Almost twenty-five hundred years ago, Aristotle provided the framework for the shift in focus I have in mind. In his moral philosophy, Aristotle argues that all persons ultimately want the same thing—to live a life of human flourishing (eudaimonia), a life in which ones best human potentials are actualized. The question is, what is the best way to think about living such a life?  The best question to ask, Aristotle suggests, is not “What do I need to do?” if I want to live such a life? Rather, the correct question to ask is “What sort of person should I be?” The life of human flourishing depends far more on the sort of person one is than on what one is doing and is more a matter of continual character development than of supply and demand. Bringing Aristotle’s insight to the issue of liberal arts education, the best question to ask is not “What can I do with a liberal arts education?”, but rather “What sort of person will a liberal arts education help me become?”

My father, an itinerant Baptist minister, once told me about a plaque on the preacher’s side of the pulpit in one of the many churches in which he sermonized during my growing-up years. The pulpit plaque challenged the person giving the sermon directly by asking “What are you trying to do to these people?”  This very question has been the dominant issue underlying the core curriculum reform discussion that has involved all constituencies at all levels of Providence College for the past many years. During the early years of debate, then many months of planning and strategizing after passage of the new curriculum, and finally the early months of actually implementing the new core, we kept asking ourselves: “What are we trying to do to these people, these students who have chosen, along with their families, to make a Providence College liberal arts education a central part of their plans for a flourishing future?”

During the years of curriculum reform debate, I recall being part of a meeting  with the Provost of the College and the Dean of the School of Arts and Sciences in which we were discussing how to best speak effectively and clearly about the new curriculum both on and off campus. After a fruitful conversation we agreed to think about it further and share our ideas on email. A couple of days later, I received an email from the Provost with the following: “A Providence College education prepares a student to be someone, more than to do something. It prepares students to hear more when they listen, reach deeper when they think, and say more when they speak.” Aristotle himself could not have said it better.  A liberal arts education helps a student first identify, then become skilled using, the tools of lifetime learning. These tools are indispensable in the life of human flourishing and are centrally essential to a life of character, meaning and purpose long after graduation. A liberal arts education is truly on-the-job training, not for a specific job or profession, but for a well-lived human life.
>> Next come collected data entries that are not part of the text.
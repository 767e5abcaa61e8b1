//! `lector check` - external tool and capability availability report.

use console::style;

use crate::config::LectorConfig;
use crate::ocr::{OcrEngine, TesseractEngine};
use crate::summarize::OllamaSummarizer;
use crate::tts::HttpTtsService;
use crate::utils::check_binary;

pub async fn cmd_check(config: &LectorConfig) -> anyhow::Result<()> {
    println!("{}", style("External tools:").cyan());

    let mut all_found = true;
    for tool in ["pdftotext", "pdftoppm", "pdfinfo", "tesseract"] {
        if check_binary(tool) {
            println!("  {} {}", style("✓").green(), tool);
        } else {
            println!("  {} {} (missing)", style("✗").red(), tool);
            all_found = false;
        }
    }

    let tesseract = TesseractEngine::new().with_language(&config.extraction.language);
    println!("\n{}", style("OCR engine:").cyan());
    println!("  {} {}", style("→").dim(), tesseract.availability_hint());

    println!("\n{}", style("Summarization service:").cyan());
    let summarizer = OllamaSummarizer::new(config.summarizer.clone());
    if summarizer.is_available().await {
        println!(
            "  {} {} reachable (model: {})",
            style("✓").green(),
            config.summarizer.endpoint,
            config.summarizer.model
        );
    } else {
        println!(
            "  {} {} not reachable - is Ollama running?",
            style("✗").red(),
            config.summarizer.endpoint
        );
    }

    println!("\n{}", style("TTS service:").cyan());
    let tts = HttpTtsService::new(config.tts.clone());
    if tts.is_available().await {
        println!(
            "  {} {} reachable (language: {})",
            style("✓").green(),
            config.tts.endpoint,
            config.tts.language
        );
    } else {
        println!(
            "  {} {} not reachable",
            style("✗").red(),
            config.tts.endpoint
        );
    }

    println!();
    if all_found {
        println!("{} Extraction tools are available", style("✓").green());
    } else {
        println!(
            "{} Some tools are missing. Install them for full support:",
            style("!").yellow()
        );
        println!("  - pdftotext, pdftoppm, pdfinfo: poppler-utils package");
        println!("  - tesseract: tesseract-ocr package");
    }

    Ok(())
}
//! `lector speak` - synthesis only, from a text file.

use std::path::Path;

use console::style;
use indicatif::ProgressBar;

use crate::audio::AudioStore;
use crate::config::LectorConfig;
use crate::tts::{HttpTtsService, SpeechSynthesizer};

pub async fn cmd_speak(
    config: &LectorConfig,
    text_file: &Path,
    out: Option<&Path>,
) -> anyhow::Result<()> {
    let text = std::fs::read_to_string(text_file)
        .map_err(|e| anyhow::anyhow!("Cannot read {}: {}", text_file.display(), e))?;

    if text.trim().is_empty() {
        anyhow::bail!("Nothing to speak: {} is empty", text_file.display());
    }

    let tts = HttpTtsService::new(config.tts.clone());

    let spinner = ProgressBar::new_spinner();
    spinner.set_message("Synthesizing speech...");
    spinner.enable_steady_tick(std::time::Duration::from_millis(100));

    let bytes = tts.synthesize(&text).await?;
    spinner.finish_and_clear();

    match out {
        Some(out_path) => {
            std::fs::write(out_path, &bytes)?;
            println!(
                "{} Audio saved to {} ({} bytes)",
                style("✓").green(),
                out_path.display(),
                bytes.len()
            );
        }
        None => {
            let store = AudioStore::new(&config.pipeline.audio_dir);
            let artifact = store.store(&bytes)?;
            println!(
                "{} Audio generated: {} ({}, {} bytes)",
                style("✓").green(),
                artifact.path.display(),
                artifact.media_type,
                artifact.len
            );
        }
    }

    Ok(())
}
The opening lines of the “General Rationale” for the new Providence College Core Curriculum captures this energy and focus clearly:

Providence College remains committed to the importance of a liberal education as preparation for life. The subjects that students study as undergraduates and, as importantly, the skills and habits of mind they acquire in the process, shape the lives they will lead after they leave college.
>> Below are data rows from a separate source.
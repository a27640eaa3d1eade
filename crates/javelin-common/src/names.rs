//! Binary-name helpers.
//!
//! A binary name uses `/` between package segments and `$` between an
//! enclosing class and its nested classes (`java/util/Map$Entry`). The `$`
//! never separates packages.

pub const OBJECT: &str = "java/lang/Object";
pub const STRING: &str = "java/lang/String";
pub const CLASS: &str = "java/lang/Class";
pub const ENUM: &str = "java/lang/Enum";
pub const RECORD: &str = "java/lang/Record";
pub const DEPRECATED: &str = "java/lang/Deprecated";
pub const ANNOTATION: &str = "java/lang/annotation/Annotation";
pub const RETENTION: &str = "java/lang/annotation/Retention";
pub const TARGET: &str = "java/lang/annotation/Target";
pub const INHERITED: &str = "java/lang/annotation/Inherited";
pub const REPEATABLE: &str = "java/lang/annotation/Repeatable";
pub const MODULE_INFO: &str = "module-info";

/// `com.example.Foo` -> `com/example/Foo`.
pub fn binary_from_dotted(dotted: &str) -> String {
    dotted.replace('.', "/")
}

/// `com/example/Foo$Bar` -> `com.example.Foo.Bar` (for display only; the
/// mapping is not reversible).
pub fn display_name(binary: &str) -> String {
    binary.replace(['/', '$'], ".")
}

/// The package part of a binary name, or `""` for the default package.
pub fn package_of(binary: &str) -> &str {
    match binary.rfind('/') {
        Some(idx) => &binary[..idx],
        None => "",
    }
}

/// The simple (innermost) name of a binary name.
pub fn simple_name_of(binary: &str) -> &str {
    let after_pkg = match binary.rfind('/') {
        Some(idx) => &binary[idx + 1..],
        None => binary,
    };
    match after_pkg.rfind('$') {
        Some(idx) => &after_pkg[idx + 1..],
        None => after_pkg,
    }
}

/// The binary name of a class nested inside `outer`.
pub fn nested(outer: &str, simple: &str) -> String {
    format!("{outer}${simple}")
}

/// The binary name of a top-level class in `package` (may be empty).
pub fn top_level(package: &str, simple: &str) -> String {
    if package.is_empty() {
        simple.to_string()
    } else {
        format!("{package}/{simple}")
    }
}

/// The binary name of the immediately enclosing class, if `binary` names a
/// nested class.
pub fn enclosing_of(binary: &str) -> Option<&str> {
    let pkg_end = binary.rfind('/').map_or(0, |i| i + 1);
    binary[pkg_end..]
        .rfind('$')
        .map(|idx| &binary[..pkg_end + idx])
}

#[cfg(test)]
mod tests {
    use super::*;

    #[test]
    fn name_surgery() {
        assert_eq!(binary_from_dotted("com.example.Foo"), "com/example/Foo");
        assert_eq!(package_of("com/example/Foo$Bar"), "com/example");
        assert_eq!(package_of("Foo"), "");
        assert_eq!(simple_name_of("com/example/Foo$Bar"), "Bar");
        assert_eq!(simple_name_of("Foo"), "Foo");
        assert_eq!(nested("com/example/Foo", "Bar"), "com/example/Foo$Bar");
        assert_eq!(top_level("", "Foo"), "Foo");
        assert_eq!(top_level("com/example", "Foo"), "com/example/Foo");
        assert_eq!(enclosing_of("com/example/Foo$Bar"), Some("com/example/Foo"));
        assert_eq!(enclosing_of("com/example/Foo"), None);
        assert_eq!(display_name("com/example/Foo$Bar"), "com.example.Foo.Bar");
    }

    #[test]
    fn dollar_in_package_is_not_nesting() {
        // A `$` before the last `/` belongs to a package segment.
        assert_eq!(enclosing_of("we$ird/Foo"), None);
        assert_eq!(simple_name_of("we$ird/Foo"), "Foo");
    }
}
The lifelong learning tools of deep reading, critical thinking, effective writing, and clear communication skills, just to name a few, are more directly transferable to “real life” after college than any collection of facts and data.
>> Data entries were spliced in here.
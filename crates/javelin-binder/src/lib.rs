//! The binder: multi-phase symbol resolution.
//!
//! Binding runs in strictly ordered phases over all source classes at once:
//!
//! 1. **preliminary** — allocate class symbols, build import tables, record
//!    enclosing relations, build the top-level index;
//! 2. **header** — resolve supertype/interface/permits *symbols* and access
//!    flags with a restricted scope (no type-parameter bounds or inherited
//!    members yet), then detect and cut inheritance cycles;
//! 3. **hierarchy** — with the full scope available, bind type-parameter
//!    bounds, supertype/interface type arguments, and the inherited
//!    member-type scope;
//! 4. **member** — bind field/method/component types and mint method
//!    symbols with erased descriptors;
//! 5. **constants** — fold every constant field initialiser (on-demand with
//!    cycle detection);
//! 6. **annotations** — evaluate declaration-position annotations, partition
//!    them between declaration and type-use by `@Target`, group repeatable
//!    annotations into containers, and extract annotation metadata.
//!
//! Each phase reads only the previous phase's output; references between
//! classes are symbols resolved through the environment at the point of
//! use, so cyclic class graphs are fine.

pub mod annotations;
pub mod consteval;
pub mod index;
pub mod phases;
pub mod relations;
pub mod resolve;
pub mod sealed;

use indexmap::IndexMap;
use javelin_common::Diagnostics;
use javelin_model::{ClassProvider, ClassSym, Env, Names, TypeBoundClass};
use std::sync::Arc;
use tracing::{debug, info_span};

#[derive(Clone, Copy, Debug, Default)]
pub struct BindOptions {
    /// Report (as warnings) annotations whose `@Target` admits neither the
    /// declaration site nor type use. The default silently drops them.
    pub report_untargeted_annotations: bool,
}

/// The result of binding one source set.
pub struct BindResult {
    /// Source classes in registration order (file order, then declaration
    /// order within a file).
    pub classes: IndexMap<ClassSym, Arc<TypeBoundClass>>,
    pub diagnostics: Diagnostics,
}

impl BindResult {
    /// An environment over the source classes only.
    pub fn source_env(&self) -> impl Env<Arc<TypeBoundClass>> + '_ {
        SourceEnv { result: self }
    }
}

struct SourceEnv<'a> {
    result: &'a BindResult,
}

impl<'a> Env<Arc<TypeBoundClass>> for SourceEnv<'a> {
    fn entry(&self, sym: ClassSym) -> Option<Arc<TypeBoundClass>> {
        self.result.classes.get(&sym).cloned()
    }
}

/// The complete environment: bound source classes over the classpath, with
/// a sentinel for anything unknown so lookups never dead-end.
pub struct FullEnv<'a> {
    pub classes: &'a IndexMap<ClassSym, Arc<TypeBoundClass>>,
    pub classpath: &'a dyn ClassProvider,
    pub names: &'a Names,
}

impl<'a> Env<Arc<TypeBoundClass>> for FullEnv<'a> {
    fn entry(&self, sym: ClassSym) -> Option<Arc<TypeBoundClass>> {
        if let Some(found) = self.classes.get(&sym) {
            return Some(found.clone());
        }
        let name = self.names.binary_name(sym);
        self.classpath.load(&name, self.names)
    }
}

impl<'a> FullEnv<'a> {
    /// Like `entry`, but returns the error sentinel instead of `None`.
    pub fn entry_or_sentinel(&self, sym: ClassSym) -> Arc<TypeBoundClass> {
        self.entry(sym)
            .unwrap_or_else(|| Arc::new(TypeBoundClass::sentinel(sym)))
    }
}

/// Bind a source set against a classpath.
pub fn bind(
    units: &[javelin_parser::ast::CompilationUnit],
    names: &Names,
    classpath: &dyn ClassProvider,
    options: BindOptions,
) -> BindResult {
    let span = info_span!("bind", units = units.len());
    let _enter = span.enter();

    let mut binder = phases::Binder::new(units, names, classpath, options);
    binder.preliminary();
    binder.headers();
    binder.hierarchies();
    sealed::check_sealed(&mut binder);
    binder.members();
    binder.constants();
    binder.annotations();
    debug!(classes = binder.bound.len(), "binding complete");

    let diagnostics = binder.take_diagnostics();
    BindResult {
        classes: binder.bound,
        diagnostics,
    }
}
Perhaps the most important component of a liberal arts education depends strongly on the close connection between teacher and learner. The challenge is expressed well by the twentieth-century French philosopher, theologian, social activist, and mystic Simone Weil:

Contrary to the usual belief, [will power] has practically no place in study. The intelligence can only be led by desire. For there to be desire, there must be pleasure and joy in the work. The intelligence only grows and bears fruit in joy. The joy of learning is as indispensable in study as breathing is in running.

The desire to learn, to pursue the truth at all costs, cannot be taught. It can only be awakened by example, shown as a living reality. The greatest task of a teacher is to demonstrate, by her or his own example, the desirability and attraction, the unparalleled invigoration and joy, of being a lifetime learner and pursuer of truth. Our greatest desire is that our classrooms be dynamic laboratories for the cultivation of learning, the nurturing of growth, and the shaping of character in those students we are privileged to welcome for a short time, then send into the world as ambassadors of human flourishing.